Sur des milliers de candidatures, il n’y a qu’une centaine qui ont obtenu votre aval…
Ce dispositif s’adresse à une population très particulière, généralement composée d’universitaires. Le concept est complètement différent dans la mesure où nous prenons en charge que les projets innovants suggérés par des diplômés universitaires ou des experts dans leur domaine. Ce n’est donc pas une entreprise classique.
Quelles sont les modalités de cet accompagnement et quel est son impact sur la survie des jeunes entreprises ? 
Nous sommes face à des entreprises en phase d’exploration d’où le rôle du label «projet innovant»  qui consiste à reconnaître une start-up qui a du potentiel et qui a besoin d’être accompagnée. Ce label permet à celle-ci de bénéficier des avantages accordés par les dispositifs de soutien étatiques. On ne parle pas dans ce cadre d’entreprises déjà établies. Ces start-up qui viennent de démarrer ont un potentiel de croissance très important grâce à l’innovation. L’idée c’est de recenser ce potentiel et de l’accompagner et de ne pas le laisser dans la nature et éviter de reproduire l’expérience des projets mal ficelés. Un mécanisme de financement a, ainsi, été mis en place. Celui-ci n’est pas autorisé à octroyer des aides financières, des subventions et encore moins des prêts. C’est un investissement. Le Fond de soutien lancé au mois d’octobre dernier est donc un actionnaire dans ces start-up. Autrement dit, c’est un investisseur qui accompagnera le porteur d’idées en permanence. Et pour mieux encadrer cette démarche, nous sommes entrain d’encourager les incubateurs, car c’est à eux d’assurer l’encadrement, le coaching, le marketing, la publicité du produit, ainsi que la mise en réseau. Le label c’est la première étape d’un long chemin ayant pour but de soutenir l’entrepreneuriat.
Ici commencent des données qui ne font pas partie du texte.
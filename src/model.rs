use std::fmt;

use crate::error::Error;
use crate::markers::{Axis, strip_markers, strip_plain_prefix, trim_marked};

#[derive(Clone, Copy, Debug, Default, PartialEq, Eq, Hash)]
pub struct StyleState {
    pub bold: bool,
    pub italic: bool,
    pub underlined: bool,
}

impl StyleState {
    pub const PLAIN: StyleState = StyleState {
        bold: false,
        italic: false,
        underlined: false,
    };

    pub fn get(self, axis: Axis) -> bool {
        match axis {
            Axis::Bold => self.bold,
            Axis::Italic => self.italic,
            Axis::Underline => self.underlined,
        }
    }

    pub fn set(&mut self, axis: Axis, on: bool) {
        match axis {
            Axis::Bold => self.bold = on,
            Axis::Italic => self.italic = on,
            Axis::Underline => self.underlined = on,
        }
    }
}

/// A uniformly styled span of source text.
#[derive(Clone, Debug, PartialEq)]
pub struct Run {
    pub text: String,
    pub bold: bool,
    pub italic: bool,
    pub underline: bool,
}

impl Run {
    pub fn new(text: impl Into<String>, style: StyleState) -> Self {
        Self {
            text: text.into(),
            bold: style.bold,
            italic: style.italic,
            underline: style.underlined,
        }
    }

    pub fn style(&self) -> StyleState {
        StyleState {
            bold: self.bold,
            italic: self.italic,
            underlined: self.underline,
        }
    }
}

/// Back-reference to the source paragraph a [`Paragraph`] was built from.
/// Never dereferenced by the transformation passes.
#[derive(Clone, Copy, Debug, PartialEq, Eq)]
pub struct Origin(pub usize);

#[derive(Debug)]
pub struct SourceParagraph {
    pub page: u32,
    pub runs: Vec<Run>,
    pub origin: Origin,
}

#[derive(Debug)]
pub struct SourceDocument {
    pub paragraphs: Vec<SourceParagraph>,
}

#[derive(Clone, Debug, PartialEq)]
pub struct Paragraph {
    pub page: u32,
    /// Text with inline markers.
    pub marked: String,
    /// Same text with markers removed.
    pub plain: String,
    pub origins: Vec<Origin>,
}

impl Paragraph {
    pub fn new(page: u32, marked: impl Into<String>, origin: Origin) -> Self {
        let marked = marked.into();
        Self {
            page,
            plain: strip_markers(&marked),
            marked,
            origins: vec![origin],
        }
    }

    pub fn is_consistent(&self) -> bool {
        strip_markers(&self.marked) == self.plain
    }

    /// Append `other` as a continuation, separated by one space.
    pub fn merge(&mut self, other: Paragraph) {
        self.marked.push(' ');
        self.marked.push_str(&other.marked);
        self.plain.push(' ');
        self.plain.push_str(&other.plain);
        self.origins.extend(other.origins);
    }
}

impl fmt::Display for Paragraph {
    fn fmt(&self, f: &mut fmt::Formatter<'_>) -> fmt::Result {
        write!(f, "<Paragraph page:{} text: {}>", self.page, self.marked)
    }
}

#[derive(Clone, Debug, PartialEq)]
pub struct Footnote {
    pub page: u32,
    /// 0-based position among the footnotes of `page`.
    pub ordinal: usize,
    pub marked: String,
    pub plain: String,
}

impl Footnote {
    /// Build a footnote from paragraph text, removing `sentinel` when the
    /// plain text starts with it. Surrounding whitespace is trimmed.
    pub fn new(page: u32, ordinal: usize, marked: &str, plain: &str, sentinel: Option<&str>) -> Self {
        let (marked, plain) = match sentinel {
            Some(s) if plain.starts_with(s) => {
                (strip_plain_prefix(marked, s.len()), &plain[s.len()..])
            }
            _ => (marked.to_string(), plain),
        };
        Self {
            page,
            ordinal,
            marked: trim_marked(&marked),
            plain: plain.trim().to_string(),
        }
    }

    pub fn is_consistent(&self) -> bool {
        strip_markers(&self.marked) == self.plain
    }

    /// Append a continuation. Both footnotes must sit at the same ordinal;
    /// anything else means the continuation cannot be attributed.
    pub fn merge(&mut self, other: Footnote) -> Result<(), Error> {
        if other.ordinal != self.ordinal {
            return Err(Error::FootnoteMergeConflict {
                page: self.page,
                existing: self.ordinal,
                incoming: other.ordinal,
            });
        }
        if !other.plain.is_empty() {
            if !self.plain.is_empty() {
                self.marked.push(' ');
                self.plain.push(' ');
            }
            self.marked.push_str(&other.marked);
            self.plain.push_str(&other.plain);
        }
        Ok(())
    }
}

impl fmt::Display for Footnote {
    fn fmt(&self, f: &mut fmt::Formatter<'_>) -> fmt::Result {
        write!(
            f,
            "<Footnote page:{}->{} text: {}>",
            self.page, self.ordinal, self.marked
        )
    }
}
Le montant de l’investissement du Fond de soutien aux start-up est-il plafonné ? 
C’est un mécanisme d’investissement qui traite au cas par cas, il est difficile de parler d’un plafonnement. Ce n’est pas le modèle Ansej. C’est une entrée au capital des entreprises prometteuses, le Fond n’utilisera donc pas un financement par le crédit. Lorsque quelqu’un a un projet innovant, il présente son opportunité pour tenter de convaincre le Fond de rentrer avec son capital et avec une prise de participation. Cela suppose que pour certaines entreprises, le montant ne dépasse pas quelques dizaines de millions de dinars, alors que pour d’autres, ce sera des millions de dinars qui seront injectés pour financer en phase d’amorçage des projets qui pourraient devenir créateurs de richesses.
Pour certains, le tissus juridique et institutionnel demeure inapproprié pour insuffler une dynamique devant renforcer l’innovation. Qu’en pensez-vous ? 
Le gouvernement a mis les moyens pour accompagner les jeunes, l’innovation et la technologie. Mais aussi pour s’enquérir de leurs propositions, projets et offres. Il y a eu des avancées en matière de cadre juridique. La nouvelle législation a, d’ailleurs, permit de définir le statut de start-up et a déterminé les dispositions légaux de soutien.  Il reste, néanmoins,  quelques détails qui  devront se régler au fur et à mesure pour conférer davantage d’efficacité et d’efficience en matière de création d’entreprises innovantes. Les textes de loi doivent suivre la dynamique enclenchée en 2020 à travers la création et la révision  de certains textes pour accélérer la cadence de création de start-up et prendre en charge les différentes contraintes liées à l’environnement.